Unfortunately I'm not experienced with threading, but it seems like flaming_sword is. :)
-
Funnily enough, it seems that the best place for multithreading in broadphase is in the quicksort... :nervous:
The trick is to do it in a way that avoids too much overhead (defeating the purpose). I'll try to get some performance figures once I get it working.
-
One the one hand, I got it to work.
On the other hand, it's actually slightly slower with 4 threads and worse with more or fewer. :banghead:
There's potential, at least.
-
thats amazingly cruel. what is the problem, too much overhead destroying any advantage gained?
-
I currently don't have that much time, but did some work on this anyway.
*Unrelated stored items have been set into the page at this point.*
use std::sync::Arc;

use crate::protocol::FunctionCode;
use crate::utils::format::bytes_to_hex;

/// Log levels for the frame logger
#[derive(Debug, Clone, Copy, PartialEq, Eq)]
pub enum LogLevel {
    /// Error messages
    Error,
    /// Warning messages
    Warn,
    /// Informational messages
    Info,
    /// Debug messages
    Debug,
}

/// Logging mode for frame display
#[derive(Debug, Clone, Copy, PartialEq, Eq)]
pub enum LoggingMode {
    /// Show raw frame bytes only
    Raw,
    /// Show interpreted frame fields
    Interpreted,
    /// Show both raw and interpreted data
    Both,
}

impl LogLevel {
    /// Convert log level to string
    pub fn as_str(&self) -> &'static str {
        match self {
            LogLevel::Error => "ERROR",
            LogLevel::Warn => "WARN",
            LogLevel::Info => "INFO",
            LogLevel::Debug => "DEBUG",
        }
    }
}

/// Type alias for log callback functions
///
/// The callback receives a log level and message string
pub type LogCallback = Box<dyn Fn(LogLevel, &str) + Send + Sync>;

/// Callback logger for RTU request and response frames
#[derive(Clone)]
pub struct FrameLogger {
    callback: Option<Arc<LogCallback>>,
    min_level: LogLevel,
    mode: LoggingMode,
}

impl FrameLogger {
    /// Create a new frame logger
    pub fn new(callback: Option<LogCallback>, min_level: LogLevel) -> Self {
        Self::with_mode(callback, min_level, LoggingMode::Interpreted)
    }

    /// Create a new frame logger with specific mode
    pub fn with_mode(
        callback: Option<LogCallback>,
        min_level: LogLevel,
        mode: LoggingMode,
    ) -> Self {
        Self {
            callback: callback.map(Arc::new),
            min_level,
            mode,
        }
    }

    /// Logger forwarding to the `log` facade
    pub fn facade(mode: LoggingMode) -> Self {
        let callback: LogCallback = Box::new(|level, message| match level {
            LogLevel::Error => log::error!("{}", message),
            LogLevel::Warn => log::warn!("{}", message),
            LogLevel::Info => log::info!("{}", message),
            LogLevel::Debug => log::debug!("{}", message),
        });
        Self::with_mode(Some(callback), LogLevel::Debug, mode)
    }

    /// Create a logger that outputs nothing (disabled)
    pub fn disabled() -> Self {
        Self::new(None, LogLevel::Error)
    }

    /// Set logging mode
    pub fn set_mode(&mut self, mode: LoggingMode) {
        self.mode = mode;
    }

    /// Get current logging mode
    pub fn mode(&self) -> LoggingMode {
        self.mode
    }

    /// Log a message at the specified level
    pub fn log(&self, level: LogLevel, message: &str) {
        if self.should_log(level) {
            if let Some(ref callback) = self.callback {
                callback(level, message);
            }
        }
    }

    pub fn warn(&self, message: &str) {
        self.log(LogLevel::Warn, message);
    }

    pub fn info(&self, message: &str) {
        self.log(LogLevel::Info, message);
    }

    pub fn debug(&self, message: &str) {
        self.log(LogLevel::Debug, message);
    }

    fn should_log(&self, level: LogLevel) -> bool {
        self.callback.is_some() && level as u8 <= self.min_level as u8
    }

    /// Log an outgoing request frame
    pub fn log_request(&self, frame: &[u8]) {
        self.log_frame("Request ->", frame, interpret_request);
    }

    /// Log an aligned response frame
    pub fn log_response(&self, frame: &[u8]) {
        self.log_frame("Response <-", frame, interpret_response);
    }

    /// Log a failed capture with whatever bytes arrived
    pub fn log_failure(&self, slave_id: u8, captured: &[u8], reason: &str) {
        self.warn(&format!(
            "Slave {} transaction failed: {} (captured {} bytes: {})",
            slave_id,
            reason,
            captured.len(),
            bytes_to_hex(captured)
        ));
    }

    fn log_frame(&self, direction: &str, frame: &[u8], interpret: fn(&[u8]) -> String) {
        match self.mode {
            LoggingMode::Raw => {
                self.info(&format!("RTU {} Raw: {}", direction, bytes_to_hex(frame)));
            }
            LoggingMode::Interpreted => {
                self.info(&format!("RTU {} {}", direction, interpret(frame)));
            }
            LoggingMode::Both => {
                self.info(&format!("RTU {} {}", direction, interpret(frame)));
                self.debug(&format!("RTU {} Raw: {}", direction, bytes_to_hex(frame)));
            }
        }
    }
}

impl Default for FrameLogger {
    fn default() -> Self {
        Self::disabled()
    }
}

fn function_name(code: u8) -> &'static str {
    FunctionCode::from_u8(code)
        .map(|f| f.name())
        .unwrap_or("Unknown Function")
}

fn interpret_request(frame: &[u8]) -> String {
    if frame.len() < 6 {
        return format!("Data: {}", hex::encode(frame));
    }
    let register = u16::from_be_bytes([frame[2], frame[3]]);
    let operand = u16::from_be_bytes([frame[4], frame[5]]);
    let operand_label = if frame[1] == 0x06 { "Value" } else { "Quantity" };
    format!(
        "Slave: {}, Function: {} (0x{:02X}), Address: {}, {}: {}",
        frame[0],
        function_name(frame[1]),
        frame[1],
        register,
        operand_label,
        operand
    )
}

fn interpret_response(frame: &[u8]) -> String {
    if frame.len() < 4 {
        return format!("Data: {}", hex::encode(frame));
    }
    let (slave_id, code) = (frame[0], frame[1]);
    let pdu = &frame[2..frame.len() - 2];

    let detail = match code {
        0x03 | 0x04 if !pdu.is_empty() => {
            let registers: Vec<u16> = pdu[1..]
                .chunks_exact(2)
                .map(|pair| u16::from_be_bytes([pair[0], pair[1]]))
                .collect();
            format!(
                "Byte count: {}, Registers: {:?}",
                pdu[0],
                &registers[..registers.len().min(8)]
            )
        }
        0x06 if pdu.len() >= 4 => {
            let register = u16::from_be_bytes([pdu[0], pdu[1]]);
            let value = u16::from_be_bytes([pdu[2], pdu[3]]);
            format!("Address: {}, Value: {} (0x{:04X})", register, value, value)
        }
        _ => format!("Data: {}", hex::encode(pdu)),
    };

    format!(
        "Slave: {}, Function: {} (0x{:02X}), {}",
        slave_id,
        function_name(code),
        code,
        detail
    )
}

#[cfg(test)]
mod tests {
    use super::*;
    use std::sync::Mutex;

    fn capturing(mode: LoggingMode) -> (FrameLogger, Arc<Mutex<Vec<(LogLevel, String)>>>) {
        let lines = Arc::new(Mutex::new(Vec::new()));
        let sink = Arc::clone(&lines);
        let callback: LogCallback = Box::new(move |level, message| {
            sink.lock().unwrap().push((level, message.to_string()));
        });
        (FrameLogger::with_mode(Some(callback), LogLevel::Debug, mode), lines)
    }

    #[test]
    fn test_interpreted_request() {
        let (logger, lines) = capturing(LoggingMode::Interpreted);
        logger.log_request(&[0x01, 0x03, 0x00, 0x00, 0x00, 0x0A, 0xC5, 0xCD]);

        let lines = lines.lock().unwrap();
        assert_eq!(lines.len(), 1);
        assert_eq!(
            lines[0].1,
            "RTU Request -> Slave: 1, Function: Read Holding Registers (0x03), Address: 0, Quantity: 10"
        );
    }

    #[test]
    fn test_raw_and_both_modes() {
        let frame = [0x01, 0x03, 0x02, 0x01, 0x90, 0xB9, 0xB8];

        let (raw, lines) = capturing(LoggingMode::Raw);
        raw.log_response(&frame);
        assert_eq!(lines.lock().unwrap()[0].1, "RTU Response <- Raw: 01 03 02 01 90 B9 B8");

        let (both, lines) = capturing(LoggingMode::Both);
        both.log_response(&frame);
        let lines = lines.lock().unwrap();
        assert_eq!(lines.len(), 2);
        assert!(lines[0].1.contains("Registers: [400]"));
        assert_eq!(lines[1].0, LogLevel::Debug);
    }

    #[test]
    fn test_write_echo_and_unknown() {
        let (logger, lines) = capturing(LoggingMode::Interpreted);
        logger.log_response(&[0x01, 0x06, 0x00, 0x01, 0x00, 0x03, 0x98, 0x0B]);
        logger.log_response(&[0x01, 0x83, 0x02, 0xC0, 0xF1]);

        let lines = lines.lock().unwrap();
        assert!(lines[0].1.contains("Address: 1, Value: 3 (0x0003)"));
        assert!(lines[1].1.contains("Unknown Function"));
    }

    #[test]
    fn test_level_filter_and_disabled() {
        let lines = Arc::new(Mutex::new(Vec::new()));
        let sink = Arc::clone(&lines);
        let callback: LogCallback = Box::new(move |_, message| {
            sink.lock().unwrap().push(message.to_string());
        });
        let logger = FrameLogger::new(Some(callback), LogLevel::Warn);
        logger.debug("hidden");
        logger.log_failure(7, &[0x07], "short read");
        assert_eq!(lines.lock().unwrap().len(), 1);

        FrameLogger::disabled().log_request(&[0x01, 0x03, 0x00, 0x00, 0x00, 0x01, 0x84, 0x0A]);
    }
}
#[cfg(test)]
mod tests {
    use super::*;
    use crate::aligner::ResyncPolicy;
    use crate::crc::crc16;
    use crate::logging::{LogCallback, LogLevel, LoggingMode};
    use crate::register_map::ValueFormat;
    use crate::transport::ScriptedPort;
    use std::thread;

    fn reply(body: &[u8]) -> Vec<u8> {
        let mut frame = body.to_vec();
        frame.extend_from_slice(&crc16(body).to_le_bytes());
        frame
    }

    fn master_with(responses: Vec<Vec<u8>>) -> RtuMaster<ScriptedPort> {
        let mut port = ScriptedPort::new();
        for response in responses {
            port.queue_response(response);
        }
        RtuMaster::new(port)
    }

    #[test]
    fn test_read_registers_sequence() {
        let response = reply(&[0x01, 0x03, 0x04, 0x00, 0x0A, 0x01, 0x02]);
        let mut master = master_with(vec![response.clone()]);

        let frame = master.read_registers(1, 0x03, 0x0000, 2).unwrap();
        assert_eq!(frame, response);

        let port = master.port();
        assert_eq!(port.written(), &[vec![0x01, 0x03, 0x00, 0x00, 0x00, 0x02, 0xC4, 0x0B]]);
        assert_eq!(port.flush_count(), 1);
        assert_eq!(port.settle_count(), 1);

        let stats = master.stats();
        assert_eq!(stats.requests_sent, 1);
        assert_eq!(stats.responses_received, 1);
        assert_eq!(stats.bytes_sent, 8);
        assert_eq!(stats.bytes_received, 9);
    }

    #[test]
    fn test_write_register_echo() {
        let echo = vec![0x01, 0x06, 0x00, 0x01, 0x00, 0x03, 0x98, 0x0B];
        let mut master = master_with(vec![echo.clone()]);

        master.write_register(1, 0x0001, 3).unwrap();
        assert_eq!(master.port().written()[0], echo);
    }

    #[test]
    fn test_corrupt_echo_fails() {
        let mut master = master_with(vec![vec![0x01, 0x06, 0x00, 0x01, 0x00, 0x03, 0x98, 0x0C]]);
        assert!(matches!(
            master.write_register(1, 0x0001, 3),
            Err(ModbusError::ChecksumMismatch { .. })
        ));
    }

    #[test]
    fn test_silent_device() {
        let mut master = master_with(vec![]);
        assert_eq!(
            master.read_registers(9, 0x04, 0, 1),
            Err(ModbusError::no_response(9))
        );
        assert_eq!(master.stats().no_responses, 1);
        assert_eq!(master.metrics().failed, 1);
    }

    #[test]
    fn test_short_read() {
        let mut master = master_with(vec![vec![0x01, 0x03, 0x02]]);
        assert_eq!(
            master.read_registers(1, 0x03, 0, 1),
            Err(ModbusError::short_read(7, 3))
        );
    }

    #[test]
    fn test_parameters_checked_before_io() {
        let mut master = RtuMaster::with_config(
            ScriptedPort::new(),
            MasterConfig {
                capture_capacity: 8,
                ..MasterConfig::default()
            },
        );

        let rejected = [
            master.read_registers(0, 0x03, 0, 1),
            master.read_registers(1, 0x03, 0, 0),
            master.read_registers(1, 0x03, 0, 126),
            master.read_registers(1, 0x06, 0, 1),
            master.read_registers(1, 0x10, 0, 1),
            master.read_registers(1, 0x03, 0, 2),
        ];
        for result in rejected {
            assert!(matches!(result, Err(ModbusError::InvalidParameter { .. })));
        }
        assert!(master.write_register(0, 1, 1).is_err());
        assert!(master.transact(&[], 8).is_err());

        assert!(master.port().written().is_empty());
        assert_eq!(master.port().flush_count(), 0);
    }

    #[test]
    fn test_stale_input_discarded() {
        let response = reply(&[0x01, 0x03, 0x02, 0x01, 0x90]);
        let mut master = master_with(vec![response.clone()]);
        master.port_mut().inject_input(&[0x01, 0x03, 0x02, 0xFF, 0xFF, 0x12, 0x34]);

        assert_eq!(master.read_registers(1, 0x03, 1, 1).unwrap(), response);
    }

    #[test]
    fn test_leading_zero_resync() {
        let response = reply(&[0x01, 0x03, 0x02, 0x01, 0x90]);
        let mut raw = vec![0x00, 0x00];
        raw.extend_from_slice(&response);
        let mut master = master_with(vec![raw]);

        assert_eq!(master.read_registers(1, 0x03, 1, 1).unwrap(), response);
        assert_eq!(master.stats().bytes_received, 7);
    }

    #[test]
    fn test_resync_disabled_keeps_noise() {
        let response = reply(&[0x01, 0x03, 0x02, 0x01, 0x90]);
        let mut raw = vec![0x00];
        raw.extend_from_slice(&response);

        let mut port = ScriptedPort::new();
        port.queue_response(raw);
        let config = MasterConfig {
            resync: ResyncPolicy::Disabled,
            ..MasterConfig::default()
        };
        let mut master = RtuMaster::with_config(port, config);

        // the zero is kept but tail alignment still finds the frame
        assert_eq!(master.read_registers(1, 0x03, 1, 1).unwrap(), response);
        assert_eq!(master.stats().bytes_received, 8);
    }

    #[test]
    fn test_capture_stops_at_capacity() {
        let mut port = ScriptedPort::new();
        port.queue_response((1..=40).collect());
        let config = MasterConfig {
            capture_capacity: 16,
            ..MasterConfig::default()
        };
        let mut master = RtuMaster::with_config(port, config);

        assert!(master.read_registers(1, 0x03, 0, 1).is_err());
        assert_eq!(master.stats().bytes_received, 16);
        assert_eq!(master.port().pending_input(), 24);
    }

    #[test]
    fn test_numbered_operations() {
        let mut master = master_with(vec![
            reply(&[0x01, 0x03, 0x04, 0x00, 0x0A, 0x01, 0x02]),
            reply(&[0x01, 0x04, 0x02, 0xFF, 0xFE]),
            vec![0x01, 0x06, 0x00, 0x01, 0x00, 0x03, 0x98, 0x0B],
        ]);

        assert_eq!(master.read_03(1, 0, 2).unwrap(), vec![10, 258]);
        assert_eq!(master.read_04(1, 0, 1).unwrap(), vec![0xFFFE]);
        master.write_06(1, 1, 3).unwrap();
        assert_eq!(master.get_stats().responses_received, 3);
    }

    #[test]
    fn test_read_value_and_map() {
        let body = [0x05, 0x03, 0x04, 0x00, 0xE6, 0xFF, 0x85];
        let mut master = master_with(vec![reply(&body), reply(&body)]);
        let block = ReadBlock {
            function: FunctionCode::ReadHoldingRegisters,
            start: 0x0000,
            count: 2,
        };

        let humidity = RegisterSpec::new("humidity", 3, ValueFormat::U16).scaled(0.1);
        let value = master.read_value(5, &block, &humidity).unwrap();
        assert!((value - 23.0).abs() < 1e-9);

        let map = RegisterMap::new(vec![
            humidity,
            RegisterSpec::new("temperature", 5, ValueFormat::I16).scaled(0.1),
        ]);
        let values = master.read_map(5, &block, &map).unwrap();
        assert!((values[1].1 + 12.3).abs() < 1e-9);
    }

    #[test]
    fn test_frame_logger_sees_transaction() {
        let lines = Arc::new(Mutex::new(Vec::new()));
        let sink = Arc::clone(&lines);
        let callback: LogCallback = Box::new(move |_, message| {
            sink.lock().unwrap().push(message.to_string());
        });
        let logger = FrameLogger::with_mode(Some(callback), LogLevel::Debug, LoggingMode::Raw);

        let mut master =
            master_with(vec![reply(&[0x01, 0x03, 0x02, 0x01, 0x90])]).with_logger(logger);
        master.set_packet_logging(true);
        master.read_registers(1, 0x03, 1, 1).unwrap();
        let _ = master.read_registers(1, 0x03, 1, 1);

        let lines = lines.lock().unwrap();
        assert_eq!(lines[0], "RTU Request -> Raw: 01 03 00 01 00 01 D5 CA");
        assert_eq!(lines[1], "RTU Response <- Raw: 01 03 02 01 90 B9 B8");
        assert!(lines[3].contains("Slave 1 transaction failed"));
    }

    #[test]
    fn test_shared_master_across_threads() {
        let port = ScriptedPort::with_responder(|request| {
            let body = [request[0], 0x03, 0x02, 0x00, request[0]];
            let mut frame = body.to_vec();
            frame.extend_from_slice(&crc16(&body).to_le_bytes());
            Some(frame)
        });
        let shared = SharedMaster::new(RtuMaster::new(port));

        let handles: Vec<_> = (1..=4u8)
            .map(|address| {
                let mut master = shared.clone();
                thread::spawn(move || master.read_03(address, 0, 1))
            })
            .collect();

        for (address, handle) in (1..=4u8).zip(handles) {
            assert_eq!(handle.join().unwrap().unwrap(), vec![address as u16]);
        }
        assert_eq!(shared.get_stats().requests_sent, 4);
        assert_eq!(
            shared.transaction(|master| Ok(master.port().written().len())).unwrap(),
            4
        );
    }

    #[test]
    fn test_shared_master_stats_survive_poisoned_lock() {
        let shared = SharedMaster::new(master_with(vec![reply(&[0x01, 0x03, 0x02, 0x01, 0x90])]));
        let mut master = shared.clone();
        assert_eq!(master.read_03(1, 1, 1).unwrap(), vec![400]);

        let poisoner = shared.clone();
        let result = thread::spawn(move || {
            poisoner.transaction::<(), _>(|_| panic!("caller bug while holding the bus"))
        })
        .join();
        assert!(result.is_err());

        assert!(matches!(
            shared.transaction(|master| Ok(master.stats().clone())),
            Err(ModbusError::Internal { .. })
        ));
        let stats = shared.get_stats();
        assert_eq!(stats.requests_sent, 1);
        assert_eq!(stats.responses_received, 1);
    }

    #[test]
    fn test_stage_display() {
        assert_eq!(TransactionStage::Settled.to_string(), "settled");
        assert_eq!(format!("{}", TransactionStage::Failed), "failed");
    }
}
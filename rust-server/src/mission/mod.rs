pub mod catalog;
pub mod definition;
pub mod error;
pub mod ledger;
pub mod service;

pub use catalog::{HotReloadEvent, MissionCatalog};
pub use definition::{Location, MissionDefinition};
pub use service::MissionService;
pub mod definition;
pub mod mission;
pub mod npc;

pub use definition::{decode_catalog, MissionDefinition, MissionType};
pub use mission::{MissionManager, MissionStep, ObjectSlot};
pub use npc::{NpcManager, NpcState};

use crate::events::LocalEvent;
use crate::network::messages::ClientMessage;
use crate::ui::Notification;

/// Side effect queued by the mission logic for the host to carry out
#[derive(Debug, Clone, PartialEq)]
pub enum Effect {
    /// Send to the mission server
    Server(ClientMessage),
    /// Dispatch on the local event bus
    Local(LocalEvent),
    /// Show on the HUD
    Notify(Notification),
}
//! Menu model
//!
//! Menus are plain lists of items; the host decides how to draw them.

use crate::events::LocalEvent;
use super::Notification;

#[derive(Debug, Clone, PartialEq)]
pub struct MenuItem {
    pub header: String,
    pub txt: Option<String>,
    pub icon: Option<String>,
    /// Title row that cannot be selected
    pub is_menu_header: bool,
    pub event: Option<LocalEvent>,
}

impl MenuItem {
    /// Selectable entry emitting `event`
    pub fn entry(header: impl Into<String>, txt: impl Into<String>, event: LocalEvent) -> Self {
        Self {
            header: header.into(),
            txt: Some(txt.into()),
            icon: None,
            is_menu_header: false,
            event: Some(event),
        }
    }

    /// Non-selectable title row
    pub fn title(header: impl Into<String>, txt: impl Into<String>) -> Self {
        Self {
            header: header.into(),
            txt: Some(txt.into()),
            icon: None,
            is_menu_header: true,
            event: None,
        }
    }

    pub fn with_icon(mut self, icon: &str) -> Self {
        self.icon = Some(icon.to_string());
        self
    }

    pub fn is_selectable(&self) -> bool {
        !self.is_menu_header && self.event.is_some()
    }
}

#[derive(Debug, Clone, Copy, PartialEq, Eq, Default)]
pub struct MenuOptions {
    pub hide_footer: bool,
}

/// Host side of menus and notifications
pub trait Presentation {
    fn open_menu(&mut self, items: Vec<MenuItem>, options: MenuOptions);
    fn close_menu(&mut self);
    fn notify(&mut self, notification: Notification);
}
Specifically, I started with some performance tests with the vs2012 profiler, in the asteroid mission where you first find the iceni (I didn't find a specific blue planet mission that I should try instead, I'm open to suggestions :) )
While there are not as many objects as in some current mods, I thought it's a good start.
Version: Release (no SSE, because reasons)
Inclusive samples in:
game_do_frame: 13358
obj_move_all: 2012
obj_sort_and_collide: 995
->obj_find_overlap_colliders: 786 (->obj_collide_pair: 452)
->obj_quicksort_colliders: 209
That means sort_and_collide excluding obj_collide_pair (which is the narrow phase) had 543 samples or ~55% of sort_and_collide or ~27% of obj_move_all or ~4% of game_do_frame
Another thing I noticed is that obj_collide_pair has roughly 1/3 to 1/2 of its samples in operator[] of the hashmap (~40% to be more precise)
Well, that was just a very small mission, I probably should do this again with a larger one to see how it scales...
So my current plan when I have time:
Try if caching get_collider_endpoint results will lead to a performance improvement with the current system (might even do this today)
Fix a very weird bug with the alternative system I tried to implement.
Optimize the alternative system
Do some profiling with different missions (I need help here, tell me which one I should choose :> )
Do some profiling with SSE2 builds.
Btw, what do you actually use for profiling? Just curious.
-
Play 'Her Finest Hour' in Tenebra.
-
thats amazingly cruel. what is the problem, too much overhead destroying any advantage gained?
It was a first attempt, so the code can likely be improved (I have an alternative method I can try).
Btw, what do you actually use for profiling? Just curious.
http://www.hard-light.net/forums/index.php?topic=70745.0
http://www.hard-light.net/wiki/index.php/Artemis_Station
War in Heaven - First cutscene mission, a few minutes long, has a bit of everything and fairly consistent. Just sit back and watch the FPS and profiling numbers.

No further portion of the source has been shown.